Energy is another issue: we have ideas how we can work together to protect environment, for example, with regard to seabed drilling exercises.
Ukraine has a political orientation to this Agreement. Now we need the administration capacity to achieve results and implement all the ideas. Good willing is not enough; we also need results.
Last year the European Commission proposed a new Common Fisheries Policy, which was recently backed by the European Parliament. What do you want to achieve with this new approach?
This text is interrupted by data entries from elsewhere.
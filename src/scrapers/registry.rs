//! Builds scrape jobs for a source from an entity's stored identifiers

use std::sync::Arc;

use super::imdb::{ImdbApi, ImdbEpisodeScrapeJob, ImdbShowScrapeJob};
use super::musicbrainz::{MusicBrainzAlbumScrapeJob, MusicBrainzApi, MusicBrainzArtistScrapeJob};
use super::tvmaze::{TvMazeApi, TvMazeEpisodeScrapeJob, TvMazeShowScrapeJob};
use super::{
    AlbumIdentifier, ArtistIdentifier, BoxedScrapeJob, EpisodeIdentifier, InfoFields, Locale,
    ScraperError, ScraperSource, ShowIdentifier,
};
use crate::media::{Album, Artist, Episode, TvShow};
use crate::services::cache::ResponseCache;
use crate::services::network::Transport;

/// All scraper APIs, sharing one transport and one response cache
#[derive(Clone)]
pub struct Scrapers {
    imdb: ImdbApi,
    tvmaze: TvMazeApi,
    musicbrainz: MusicBrainzApi,
    locale: Locale,
}

fn unsupported(source: ScraperSource, kind: &str) -> ScraperError {
    ScraperError::config(format!("{} cannot scrape {}", source, kind))
}

fn missing_id(source: ScraperSource, kind: &str) -> ScraperError {
    ScraperError::config(format!("No {} id stored for this {}", source, kind))
}

impl Scrapers {
    pub fn new(transport: Arc<dyn Transport>, cache: Arc<ResponseCache>, locale: Locale) -> Self {
        Self {
            imdb: ImdbApi::new(transport.clone(), cache.clone()),
            tvmaze: TvMazeApi::new(transport.clone(), cache.clone()),
            musicbrainz: MusicBrainzApi::new(transport, cache),
            locale,
        }
    }

    pub fn locale(&self) -> &Locale {
        &self.locale
    }

    /// Sources that can scrape TV shows and episodes
    pub fn tv_sources() -> [ScraperSource; 2] {
        [ScraperSource::Imdb, ScraperSource::TvMaze]
    }

    /// Sources that can scrape albums and artists
    pub fn music_sources() -> [ScraperSource; 1] {
        [ScraperSource::MusicBrainz]
    }

    pub fn show_job(
        &self,
        source: ScraperSource,
        show: &TvShow,
        fields: &InfoFields,
    ) -> Result<BoxedScrapeJob<TvShow>, ScraperError> {
        let locale = self.locale.clone();
        let scratch = show.scratch();
        match source {
            ScraperSource::Imdb => {
                let id = show.imdb_id.clone().ok_or_else(|| missing_id(source, "show"))?;
                Ok(Box::new(ImdbShowScrapeJob::new(
                    self.imdb.clone(),
                    locale,
                    ShowIdentifier::new(id),
                    fields.clone(),
                    scratch,
                )))
            }
            ScraperSource::TvMaze => {
                let id = show.tvmaze_id.ok_or_else(|| missing_id(source, "show"))?;
                Ok(Box::new(TvMazeShowScrapeJob::new(
                    self.tvmaze.clone(),
                    locale,
                    ShowIdentifier::new(id.to_string()),
                    fields.clone(),
                    scratch,
                )))
            }
            ScraperSource::MusicBrainz => Err(unsupported(source, "TV shows")),
        }
    }

    /// Episode jobs use the episode's own id if known, otherwise the parent
    /// show's id plus season and episode number
    pub fn episode_job(
        &self,
        source: ScraperSource,
        episode: &Episode,
        show: Option<&TvShow>,
        fields: &InfoFields,
    ) -> Result<BoxedScrapeJob<Episode>, ScraperError> {
        let locale = self.locale.clone();
        let scratch = episode.scratch();
        let by_number = |show_id: String| EpisodeIdentifier {
            show_identifier: show_id,
            season_number: episode.season,
            episode_number: episode.episode,
            episode_identifier: None,
        };

        match source {
            ScraperSource::Imdb => {
                let identifier = match (&episode.imdb_id, show.and_then(|s| s.imdb_id.clone())) {
                    (Some(id), _) => EpisodeIdentifier::direct(id.clone()),
                    (None, Some(show_id)) => by_number(show_id),
                    (None, None) => return Err(missing_id(source, "episode")),
                };
                Ok(Box::new(ImdbEpisodeScrapeJob::new(
                    self.imdb.clone(),
                    locale,
                    identifier,
                    fields.clone(),
                    scratch,
                )))
            }
            ScraperSource::TvMaze => {
                let identifier = match (episode.tvmaze_id, show.and_then(|s| s.tvmaze_id)) {
                    (Some(id), _) => EpisodeIdentifier::direct(id.to_string()),
                    (None, Some(show_id)) => by_number(show_id.to_string()),
                    (None, None) => return Err(missing_id(source, "episode")),
                };
                Ok(Box::new(TvMazeEpisodeScrapeJob::new(
                    self.tvmaze.clone(),
                    locale,
                    identifier,
                    fields.clone(),
                    scratch,
                )))
            }
            ScraperSource::MusicBrainz => Err(unsupported(source, "episodes")),
        }
    }

    pub fn album_job(
        &self,
        source: ScraperSource,
        album: &Album,
        fields: &InfoFields,
    ) -> Result<BoxedScrapeJob<Album>, ScraperError> {
        match source {
            ScraperSource::MusicBrainz => {
                if album.musicbrainz_release_id.is_none()
                    && album.musicbrainz_release_group_id.is_none()
                {
                    return Err(missing_id(source, "album"));
                }
                let identifier = AlbumIdentifier {
                    release_id: album.musicbrainz_release_id.clone(),
                    release_group_id: album.musicbrainz_release_group_id.clone(),
                };
                Ok(Box::new(MusicBrainzAlbumScrapeJob::new(
                    self.musicbrainz.clone(),
                    self.locale.clone(),
                    identifier,
                    fields.clone(),
                    album.scratch(),
                )))
            }
            _ => Err(unsupported(source, "albums")),
        }
    }

    pub fn artist_job(
        &self,
        source: ScraperSource,
        artist: &Artist,
        fields: &InfoFields,
    ) -> Result<BoxedScrapeJob<Artist>, ScraperError> {
        match source {
            ScraperSource::MusicBrainz => {
                let id = artist
                    .musicbrainz_id
                    .clone()
                    .ok_or_else(|| missing_id(source, "artist"))?;
                Ok(Box::new(MusicBrainzArtistScrapeJob::new(
                    self.musicbrainz.clone(),
                    self.locale.clone(),
                    ArtistIdentifier::new(id),
                    fields.clone(),
                    artist.scratch(),
                )))
            }
            _ => Err(unsupported(source, "artists")),
        }
    }
}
This is a radical change, which took us many years. First, it concerns sustainability of the fish stocks. Indeed, on the one hand, we have to take as much fish as we can from the seas, as this gives prosperity to our fishermen and to our economies. On the other hand, we have to balance how much we can take from the sea in order to leave enough in the sea to be reproduced. It’s like having a capital in the bank: you have to remove some money from the bank, but you have to also invest some money into the bank in order to have a life.
Now the danger we face is the possible depletion of the stocks, which can lead to a situation when our children will have no fish to eat. We need scientific advice [on how] our fish can reproduce for years and years. And in order to achieve this goal, we have to abandon a practice of discarding fish and throwing it back to the seas. This practice was our fault, as the fishermen had to obey our rules and quotas [defining the quantity of fish a fisherman can land] and had to throw fish back to the sea. So we have to change the system, to stop discarding fish, to have everything landed, as fish is very important and precious food, and we cannot afford throwing it away.
The 2nd pillar of the new policy is about the economic profitability of our fleet. We have to subsidise fleet, but in a smart way, giving money for better gears, for example to have cameras on board or better equipment to get in touch with the coast, etc.
The 3rd pillar is regionalisation: we want to create sea basin structures, [including] for the Black Sea, where countries around the sea sit together and agree on common policies. If they do agree, the European Commission will facilitate their common approach. This will be a great change because for the moment everything is decided in Brussels, which is not very productive.
We are also changing our policy of labelling fish products: it will be easier for consumers to know where the fish was caught, whether it is fresh or frozen, etc.
Besides, we are going to boost our aquaculture [i.e. the farming of aquatic organisms]. As we don’t have enough fish in the seas, aquaculture is a real alternative for overfishing. This gives also an opportunity for land-locked countries, as this approach is applicable not only for seawater, but also for fresh water.